WHAT TO DO:
Find all lines below containing the string "values" and return them.

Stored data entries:
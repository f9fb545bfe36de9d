//! Panel planning from live cache contents.

use roach_mc::cache::DeviceStateCache;
use roach_mc::keys::GridKey;
use roach_mc::layout::{overview_rows, GridPlan, WidgetSpec};
use roach_mc::proxy::mock::MockSupervisor;
use roach_mc::proxy::RemoteProxy;

fn populated() -> DeviceStateCache {
    let mut supervisor = MockSupervisor::two_boards();
    let mut cache = DeviceStateCache::new();
    cache.bulk_refresh(&mut supervisor);
    cache
}

#[test]
fn overview_panel_gets_five_columns() {
    let cache = populated();
    let plan = GridPlan::build(overview_rows(&cache).unwrap()).unwrap();
    // Four RF columns for roach1 plus one synthesized column for roach2.
    assert_eq!(plan.columns.len(), 5);
    assert_eq!(*plan.columns.last().unwrap(), GridKey::new(vec![1, 0, 0]));
}

#[test]
fn board_rows_span_and_rf_rows_do_not() {
    let cache = populated();
    let plan = GridPlan::build(overview_rows(&cache).unwrap()).unwrap();

    let board_row = plan.rows.iter().find(|r| r.name == "Board").unwrap();
    assert_eq!(board_row.cells.len(), 2);
    assert_eq!(board_row.cells[0].colspan, 4);
    assert_eq!(board_row.cells[1].colspan, 1);
    assert_eq!(board_row.cells[1].column, 4);

    let gain_row = plan.rows.iter().find(|r| r.name == "Gain (dB)").unwrap();
    assert_eq!(gain_row.cells.len(), 4);
    assert!(gain_row.cells.iter().all(|c| c.colspan == 1));
}

#[test]
fn firmware_row_is_a_switch_over_available_builds() {
    let cache = populated();
    let rows = overview_rows(&cache).unwrap();
    let firmware = rows.iter().find(|r| r.name == "Firmware").unwrap();
    match &firmware.widget {
        WidgetSpec::Switch { labels, .. } => {
            assert!(labels.contains(&"kurt_spec".to_string()));
            assert!(labels.contains(&"sao_spec".to_string()));
        }
        other => panic!("firmware row should be a switch, got {other:?}"),
    }
    // roach1 runs the first available build, roach2 runs none.
    let values: Vec<_> = firmware.values.values().collect();
    assert_eq!(values[0], &Some(serde_json::json!(0)));
    assert_eq!(values[1], &Some(serde_json::json!(-1)));
}

#[test]
fn temperature_rows_sit_at_adc_depth() {
    let cache = populated();
    let plan = GridPlan::build(overview_rows(&cache).unwrap()).unwrap();
    let ambient = plan.rows.iter().find(|r| r.name == "Ambient (C)").unwrap();
    // roach1 has two ADCs; each temperature spans that ADC's two RF columns.
    assert_eq!(ambient.cells.len(), 2);
    assert!(ambient.cells.iter().all(|c| c.colspan == 2));
}

#[test]
fn panel_rebuild_after_firmware_load_adds_columns() {
    let mut supervisor = MockSupervisor::two_boards();
    let mut cache = DeviceStateCache::new();
    cache.bulk_refresh(&mut supervisor);
    let before = GridPlan::build(overview_rows(&cache).unwrap()).unwrap();

    supervisor.attach_roach("roach2", "kurt_spec").unwrap();
    cache.bulk_refresh(&mut supervisor);
    let after = GridPlan::build(overview_rows(&cache).unwrap()).unwrap();

    assert_eq!(before.columns.len(), 5);
    assert_eq!(after.columns.len(), 6);
}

WRITTEN RESPONSE:
    let values: Vec<_> = firmware.values.values().collect();
    assert_eq!(values[0], &Some(serde_json::json!(0)));
    assert_eq!(values[1], &Some(serde_json::json!(-1)));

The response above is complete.